A series of novel ethyl 9-(trifluoromethyl) pyrido [2 ',3 ':3,4]pyrazolo[1,5-a]quinazoline-8-carboxylate 4, 9-(trifluoromethyl)pyrido[2 ',3 ':3,4]pyrazolo[1,5-alpha]quinazoline-8-carboxylic acid 5, aryl amide functionalized pyrido[2 ',3 ':3,4]pyrazolo [1,5-alpha] quinazoline derivatives 6a-f, secondary amide functionalized pyrido[2 ',3 ':3,4] pyrazolo[1,5-alpha]quinazoline derivatives 7a-d and primary amide functionalized pyrido[2 ',3 ':3,4]pyrazolo[1,5-alpha] quinazoline derivatives 8a-h were prepared starting from 2(1H)pyridone 1. All the compounds were evaluated for antibacterial activity against Gram-positive and Gram-negative bacterial strains and the compounds 5, 6a, 6c, 6f, 7a, 8c, 8f and 8h exhibited promising antibacterial activity against various bacterial strains.

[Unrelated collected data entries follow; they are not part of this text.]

//! End-to-end lifecycle tests through the session layer.

use std::sync::Arc;

use serde_yaml::Value;
use tracklet::{
    ActiveScope, Error, FnTrial, Mapping, Outcome, Session, TidPattern, Track, TrackOptions,
    TrackedFn, TrialFn, TrialState,
};

fn session_in(dir: &std::path::Path) -> Session {
    Session::builder()
        .path(dir.to_string_lossy().into_owned())
        .scope(Arc::new(ActiveScope::new()))
        .build()
        .unwrap()
}

fn params(pairs: &[(&str, i64)]) -> Mapping {
    pairs
        .iter()
        .map(|(k, v)| (Value::from(*k), Value::from(*v)))
        .collect()
}

#[test]
fn test_failing_callable_records_fail_and_raises_on_result() {
    let dir = tempfile::tempdir().unwrap();
    let session = session_in(dir.path());

    let trial = session
        .run(
            "t1",
            FnTrial(|_: &Mapping| -> anyhow::Result<Value> {
                Err(anyhow::anyhow!("boom"))
            }),
            params(&[("x", 1)]),
        )
        .unwrap();

    assert_eq!(trial.status().unwrap(), TrialState::Fail);
    let err = trial.result().unwrap_err();
    match err {
        Error::TrialFailed { error, .. } => assert!(error.contains("boom")),
        other => panic!("unexpected error: {other}"),
    }
}

#[test]
fn test_successful_callable_records_result_and_params() {
    let dir = tempfile::tempdir().unwrap();
    let session = session_in(dir.path());

    let trial = session
        .run("t2", FnTrial(|_: &Mapping| Ok(Value::from(7))), params(&[("n", 3)]))
        .unwrap();

    assert_eq!(trial.result().unwrap(), Some(Value::from(7)));
    assert_eq!(trial.params().unwrap(), &params(&[("n", 3)]));
    assert_eq!(trial.tid().unwrap(), "t2");
    assert_eq!(trial.status().unwrap(), TrialState::Done);
}

#[test]
fn test_callable_informs_and_meters_its_own_trial() {
    let dir = tempfile::tempdir().unwrap();
    let session = session_in(dir.path());

    let trial = session
        .run(
            "t5",
            TrackedFn(|t: &mut dyn Track, p: &Mapping| {
                let n = p.get("n").and_then(Value::as_i64).unwrap_or(0);
                t.inform([(Value::from("epoch"), Value::from(n))].into_iter().collect())?;
                t.meter(
                    [("loss".to_string(), serde_json::Value::from(0.25))]
                        .into_iter()
                        .collect(),
                    None,
                    None,
                )?;
                Ok(Value::from(n))
            }),
            params(&[("n", 2)]),
        )
        .unwrap();

    assert_eq!(trial.info().unwrap().get("epoch"), Some(&Value::from(2)));
    assert!(trial
        .attached()
        .unwrap()
        .iter()
        .any(|n| n.starts_with("metrics-")));
}

struct NestedRun {
    session: Arc<Session>,
}

impl TrialFn for NestedRun {
    fn call(&mut self, _tracker: &mut dyn Track, _params: &Mapping) -> anyhow::Result<Outcome> {
        // The outer tracker still holds the scope; a nested run must be
        // rejected before its callable executes.
        let err = self
            .session
            .run("inner", FnTrial(|_: &Mapping| Ok(Value::Null)), Mapping::new())
            .unwrap_err();
        assert!(matches!(err, Error::DuplicateActiveTracker));
        Ok(Outcome::Value(Value::from("outer")))
    }
}

#[test]
fn test_nested_activation_rejected() {
    let dir = tempfile::tempdir().unwrap();
    let session = Arc::new(session_in(dir.path()));

    let trial = session
        .run(
            "outer",
            NestedRun {
                session: Arc::clone(&session),
            },
            Mapping::new(),
        )
        .unwrap();
    assert_eq!(trial.result().unwrap(), Some(Value::from("outer")));
    assert!(!dir.path().join("inner").exists());
}

#[test]
fn test_track_derives_tid_and_returns_result() {
    let dir = tempfile::tempdir().unwrap();
    let session = session_in(dir.path());

    let options = TrackOptions::new()
        .name("double")
        .pattern(TidPattern::Literal("baseline".to_string()))
        .rand_slug(false);
    let result = session
        .track(
            &options,
            FnTrial(|p: &Mapping| {
                let n = p.get("n").and_then(Value::as_i64).unwrap_or(0);
                Ok(Value::from(n * 2))
            }),
            params(&[("n", 4)]),
        )
        .unwrap();

    assert_eq!(result, Some(Value::from(8)));
    assert!(dir.path().join("double/baseline").join("trial.yaml").exists());
}

#[test]
fn test_metadata_providers_captured_into_record() {
    let dir = tempfile::tempdir().unwrap();
    let session = Session::builder()
        .path(dir.path().to_string_lossy().into_owned())
        .scope(Arc::new(ActiveScope::new()))
        .meta_provider("git.commit", || Ok(Some("abc123".to_string())))
        .meta_provider("absent", || Ok(None))
        .meta_provider("broken", || Err(anyhow::anyhow!("no repo")))
        .build()
        .unwrap();

    let trial = session
        .run("t3", FnTrial(|_: &Mapping| Ok(Value::Null)), Mapping::new())
        .unwrap();

    let meta = trial.meta().unwrap();
    let git = meta.get("git").unwrap().as_mapping().unwrap();
    assert_eq!(git.get("commit"), Some(&Value::from("abc123")));
    assert!(!meta.contains_key("absent"));
    assert!(!meta.contains_key("broken"));
}

struct InformOnFlush;

impl tracklet::Hook for InformOnFlush {
    fn on_tracker_flush(&self, tracker: &mut dyn Track) {
        let fields: Mapping = [(Value::from("flushed_by"), Value::from("hook"))]
            .into_iter()
            .collect();
        tracker.inform(fields).unwrap();
    }
}

#[test]
fn test_flush_hook_mutations_land_in_record() {
    let dir = tempfile::tempdir().unwrap();
    let session = Session::builder()
        .path(dir.path().to_string_lossy().into_owned())
        .scope(Arc::new(ActiveScope::new()))
        .hook(Arc::new(InformOnFlush))
        .build()
        .unwrap();

    let trial = session
        .run("t4", FnTrial(|_: &Mapping| Ok(Value::Null)), Mapping::new())
        .unwrap();
    assert_eq!(trial.info().unwrap().get("flushed_by"), Some(&Value::from("hook")));
}

#[test]
fn test_unknown_runner_fails_at_build() {
    let err = Session::builder()
        .path(".")
        .runner_name("subprocess")
        .build()
        .unwrap_err();
    assert!(matches!(err, Error::UnknownRunner { .. }));
}

#[test]
fn test_global_entry_points() {
    // Both halves in one test: the global slot is process-wide.
    let err = tracklet::run("g1", FnTrial(|_: &Mapping| Ok(Value::Null)), Mapping::new())
        .unwrap_err();
    assert!(matches!(err, Error::RunnerNotInitialized));

    let dir = tempfile::tempdir().unwrap();
    tracklet::init(Session::builder().path(dir.path().to_string_lossy().into_owned())).unwrap();
    let trial =
        tracklet::run("g1", FnTrial(|_: &Mapping| Ok(Value::from(1))), Mapping::new()).unwrap();
    assert_eq!(trial.result().unwrap(), Some(Value::from(1)));
}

Compound 5 showed high antibacterial (MIC value of 3.9 mu g/mL) and broad-spectrum anti bio-film activity. Compound 5 and 8b also showed good antifungal activity against the tested panel of various Candida strains. Molecular docking studies revealed that, the compound 5 and 8b showed good binding interactions and corroborates with the antifungal results. All the compounds also screened for cytotoxicity and the compounds 7d, 8a, 8b and 8d exhibited above 90% inhibition against MCF7 (breast) cancer cell line and the compounds 6d, 7a, 8a, 8b, 8f and 8g exhibited above 90% inhibition against SKOV3 (ovarian) cell line, with reference to Doxorubicin (Control) drug in terms of inhibition.